Data for processing:
"""
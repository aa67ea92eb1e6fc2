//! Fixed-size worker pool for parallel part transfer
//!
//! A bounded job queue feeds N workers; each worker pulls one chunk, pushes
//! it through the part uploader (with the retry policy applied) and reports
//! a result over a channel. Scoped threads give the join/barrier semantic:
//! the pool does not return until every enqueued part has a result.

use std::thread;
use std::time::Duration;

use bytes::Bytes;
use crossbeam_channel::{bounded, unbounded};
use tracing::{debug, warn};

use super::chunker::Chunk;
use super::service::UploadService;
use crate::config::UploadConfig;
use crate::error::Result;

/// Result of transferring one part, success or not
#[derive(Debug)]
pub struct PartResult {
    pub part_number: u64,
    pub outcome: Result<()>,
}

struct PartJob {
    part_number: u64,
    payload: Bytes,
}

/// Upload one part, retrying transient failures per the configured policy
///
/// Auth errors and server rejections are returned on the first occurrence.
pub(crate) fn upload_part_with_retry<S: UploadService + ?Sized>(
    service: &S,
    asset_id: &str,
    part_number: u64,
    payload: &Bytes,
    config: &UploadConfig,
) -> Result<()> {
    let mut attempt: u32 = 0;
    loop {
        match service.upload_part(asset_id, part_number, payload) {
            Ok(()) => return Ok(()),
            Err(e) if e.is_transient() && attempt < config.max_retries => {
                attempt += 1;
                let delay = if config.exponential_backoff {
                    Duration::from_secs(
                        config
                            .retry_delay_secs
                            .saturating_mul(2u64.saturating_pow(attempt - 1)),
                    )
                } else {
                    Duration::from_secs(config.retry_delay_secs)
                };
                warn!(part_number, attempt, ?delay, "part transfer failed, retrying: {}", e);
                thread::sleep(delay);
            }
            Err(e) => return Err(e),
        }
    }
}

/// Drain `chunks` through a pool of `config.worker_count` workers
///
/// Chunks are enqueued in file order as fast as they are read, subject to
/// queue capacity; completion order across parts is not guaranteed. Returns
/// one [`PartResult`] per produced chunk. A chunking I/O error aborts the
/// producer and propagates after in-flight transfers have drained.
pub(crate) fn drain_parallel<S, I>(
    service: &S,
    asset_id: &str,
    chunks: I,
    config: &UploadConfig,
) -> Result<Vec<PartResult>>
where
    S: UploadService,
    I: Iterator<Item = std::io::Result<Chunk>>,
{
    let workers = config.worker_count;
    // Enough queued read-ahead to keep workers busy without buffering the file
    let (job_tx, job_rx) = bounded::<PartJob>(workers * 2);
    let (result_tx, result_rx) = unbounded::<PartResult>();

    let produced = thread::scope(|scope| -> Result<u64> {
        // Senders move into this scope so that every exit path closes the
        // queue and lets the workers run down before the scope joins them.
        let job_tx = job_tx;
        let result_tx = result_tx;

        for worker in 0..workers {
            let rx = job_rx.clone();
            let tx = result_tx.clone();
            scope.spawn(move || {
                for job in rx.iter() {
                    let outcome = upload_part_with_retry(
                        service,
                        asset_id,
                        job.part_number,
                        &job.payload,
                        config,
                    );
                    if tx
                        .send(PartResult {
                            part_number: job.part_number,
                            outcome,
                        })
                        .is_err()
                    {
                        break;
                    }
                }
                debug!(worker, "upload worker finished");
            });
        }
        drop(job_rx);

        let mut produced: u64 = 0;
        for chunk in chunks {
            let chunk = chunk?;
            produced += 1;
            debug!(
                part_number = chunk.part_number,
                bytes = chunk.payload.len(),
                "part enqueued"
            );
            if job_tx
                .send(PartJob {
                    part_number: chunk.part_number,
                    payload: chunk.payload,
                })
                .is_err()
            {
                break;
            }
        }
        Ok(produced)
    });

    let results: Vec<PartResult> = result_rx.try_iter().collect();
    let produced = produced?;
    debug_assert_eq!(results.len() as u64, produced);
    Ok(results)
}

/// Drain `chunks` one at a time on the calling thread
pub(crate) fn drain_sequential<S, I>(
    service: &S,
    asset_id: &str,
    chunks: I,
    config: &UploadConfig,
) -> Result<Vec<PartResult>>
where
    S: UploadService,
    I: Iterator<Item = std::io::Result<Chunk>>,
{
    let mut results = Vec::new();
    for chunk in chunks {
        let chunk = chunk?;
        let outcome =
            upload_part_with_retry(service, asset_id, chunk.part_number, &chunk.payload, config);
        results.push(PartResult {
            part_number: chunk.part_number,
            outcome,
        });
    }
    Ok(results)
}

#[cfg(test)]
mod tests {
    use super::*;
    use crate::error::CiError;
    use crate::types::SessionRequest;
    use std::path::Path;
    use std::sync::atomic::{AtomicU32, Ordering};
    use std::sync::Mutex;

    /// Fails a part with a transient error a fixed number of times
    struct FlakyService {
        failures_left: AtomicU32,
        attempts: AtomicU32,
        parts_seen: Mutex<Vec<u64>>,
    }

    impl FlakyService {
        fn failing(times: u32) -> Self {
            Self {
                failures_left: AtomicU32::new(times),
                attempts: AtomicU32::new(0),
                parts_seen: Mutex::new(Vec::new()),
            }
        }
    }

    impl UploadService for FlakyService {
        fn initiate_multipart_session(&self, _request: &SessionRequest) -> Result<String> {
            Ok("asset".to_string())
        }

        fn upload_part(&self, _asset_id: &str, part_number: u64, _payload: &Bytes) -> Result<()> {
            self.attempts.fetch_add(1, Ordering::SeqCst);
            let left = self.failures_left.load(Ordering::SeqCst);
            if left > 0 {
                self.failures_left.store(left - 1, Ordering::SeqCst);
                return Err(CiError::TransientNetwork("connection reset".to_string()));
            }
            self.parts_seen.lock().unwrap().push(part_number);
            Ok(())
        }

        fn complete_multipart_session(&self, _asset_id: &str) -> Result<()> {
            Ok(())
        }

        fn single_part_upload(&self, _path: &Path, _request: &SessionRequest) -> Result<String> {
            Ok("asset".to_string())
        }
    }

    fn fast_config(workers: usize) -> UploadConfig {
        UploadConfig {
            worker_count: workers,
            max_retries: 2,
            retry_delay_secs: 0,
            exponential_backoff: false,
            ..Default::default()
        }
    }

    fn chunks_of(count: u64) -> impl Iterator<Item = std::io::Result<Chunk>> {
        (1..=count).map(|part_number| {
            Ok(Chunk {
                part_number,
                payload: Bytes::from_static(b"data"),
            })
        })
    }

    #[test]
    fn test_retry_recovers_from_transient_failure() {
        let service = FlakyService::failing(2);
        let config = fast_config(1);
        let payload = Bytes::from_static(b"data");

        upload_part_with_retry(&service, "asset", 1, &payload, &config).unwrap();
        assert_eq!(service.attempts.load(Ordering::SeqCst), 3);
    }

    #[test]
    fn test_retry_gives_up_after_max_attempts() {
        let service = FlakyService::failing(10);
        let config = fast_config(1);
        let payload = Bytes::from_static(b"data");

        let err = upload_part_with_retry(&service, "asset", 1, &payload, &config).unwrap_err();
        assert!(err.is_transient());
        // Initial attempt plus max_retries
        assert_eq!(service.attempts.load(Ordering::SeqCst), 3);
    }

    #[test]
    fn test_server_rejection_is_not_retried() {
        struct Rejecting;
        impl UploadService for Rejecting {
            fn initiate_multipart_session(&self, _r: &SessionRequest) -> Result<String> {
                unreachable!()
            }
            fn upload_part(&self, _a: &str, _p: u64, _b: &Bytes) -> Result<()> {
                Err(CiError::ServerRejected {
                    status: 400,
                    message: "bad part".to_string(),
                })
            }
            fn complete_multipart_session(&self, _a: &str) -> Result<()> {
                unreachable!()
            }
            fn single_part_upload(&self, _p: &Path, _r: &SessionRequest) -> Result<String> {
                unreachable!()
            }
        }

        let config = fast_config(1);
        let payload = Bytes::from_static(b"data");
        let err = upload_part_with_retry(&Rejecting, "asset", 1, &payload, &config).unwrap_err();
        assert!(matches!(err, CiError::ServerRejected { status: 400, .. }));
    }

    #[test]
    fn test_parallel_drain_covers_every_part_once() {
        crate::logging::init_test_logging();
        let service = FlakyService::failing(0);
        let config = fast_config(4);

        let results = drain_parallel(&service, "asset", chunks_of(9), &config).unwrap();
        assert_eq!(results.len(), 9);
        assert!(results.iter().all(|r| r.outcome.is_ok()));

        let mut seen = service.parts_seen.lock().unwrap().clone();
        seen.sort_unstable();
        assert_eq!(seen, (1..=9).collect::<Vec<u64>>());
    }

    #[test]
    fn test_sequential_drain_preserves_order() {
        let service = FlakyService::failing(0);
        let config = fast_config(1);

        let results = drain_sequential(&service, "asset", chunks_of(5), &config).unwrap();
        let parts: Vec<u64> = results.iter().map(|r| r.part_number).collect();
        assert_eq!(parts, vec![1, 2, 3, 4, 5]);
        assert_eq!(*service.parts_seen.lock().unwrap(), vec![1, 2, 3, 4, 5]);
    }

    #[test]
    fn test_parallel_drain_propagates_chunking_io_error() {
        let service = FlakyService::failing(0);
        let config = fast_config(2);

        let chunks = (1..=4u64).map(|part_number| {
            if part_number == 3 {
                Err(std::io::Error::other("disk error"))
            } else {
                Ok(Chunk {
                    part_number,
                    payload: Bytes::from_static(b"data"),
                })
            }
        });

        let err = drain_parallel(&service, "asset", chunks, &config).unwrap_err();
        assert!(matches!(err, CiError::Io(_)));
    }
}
"""
Task objective:
Find the word "crate" in the listing and copy each line that contains it.

Result of this exercise:
use crate::config::UploadConfig;
use crate::error::Result;
pub(crate) fn upload_part_with_retry<S: UploadService + ?Sized>(
pub(crate) fn drain_parallel<S, I>(
pub(crate) fn drain_sequential<S, I>(
    use crate::error::CiError;
    use crate::types::SessionRequest;
        crate::logging::init_test_logging();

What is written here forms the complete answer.